*** Opening Record excerpts ***
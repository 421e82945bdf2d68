//! Byte-signature malware scanner.

use tracing::debug;

use crate::capability::{MalwareScanner, ScanVerdict};
use crate::config::SignatureConfig;
use crate::error::CapabilityError;

struct Signature {
    name: String,
    bytes: Vec<u8>,
}

pub struct SignatureScanner {
    signatures: Vec<Signature>,
}

impl SignatureScanner {
    pub fn new(signatures: &[SignatureConfig]) -> Self {
        let signatures = signatures
            .iter()
            .filter(|s| !s.pattern.is_empty())
            .map(|s| Signature {
                name: s.name.clone(),
                bytes: s.pattern.as_bytes().to_vec(),
            })
            .collect();
        Self { signatures }
    }

    pub fn signature_count(&self) -> usize {
        self.signatures.len()
    }
}

fn contains(haystack: &[u8], needle: &[u8]) -> bool {
    needle.len() <= haystack.len() && haystack.windows(needle.len()).any(|w| w == needle)
}

impl MalwareScanner for SignatureScanner {
    fn scan(&self, bytes: &[u8]) -> Result<ScanVerdict, CapabilityError> {
        for signature in &self.signatures {
            if contains(bytes, &signature.bytes) {
                debug!(signature = %signature.name, "Signature matched");
                return Ok(ScanVerdict::infected(signature.name.clone()));
            }
        }
        Ok(ScanVerdict::clean())
    }
}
*** Closing Record excerpts ***
Reproduce all the data word for word.

Exercise output =
repository 421e82945bdf2d68
//! Byte-signature malware scanner.

use tracing::debug;

use crate::capability::{MalwareScanner, ScanVerdict};
use crate::config::SignatureConfig;
use crate::error::CapabilityError;

struct Signature {
    name: String,
    bytes: Vec<u8>,
}

pub struct SignatureScanner {
    signatures: Vec<Signature>,
}

impl SignatureScanner {
    pub fn new(signatures: &[SignatureConfig]) -> Self {
        let signatures = signatures
            .iter()
            .filter(|s| !s.pattern.is_empty())
            .map(|s| Signature {
                name: s.name.clone(),
                bytes: s.pattern.as_bytes().to_vec(),
            })
            .collect();
        Self { signatures }
    }

    pub fn signature_count(&self) -> usize {
        self.signatures.len()
    }
}

fn contains(haystack: &[u8], needle: &[u8]) -> bool {
    needle.len() <= haystack.len() && haystack.windows(needle.len()).any(|w| w == needle)
}

impl MalwareScanner for SignatureScanner {
    fn scan(&self, bytes: &[u8]) -> Result<ScanVerdict, CapabilityError> {
        for signature in &self.signatures {
            if contains(bytes, &signature.bytes) {
                debug!(signature = %signature.name, "Signature matched");
                return Ok(ScanVerdict::infected(signature.name.clone()));
            }
        }
        Ok(ScanVerdict::clean())
    }
}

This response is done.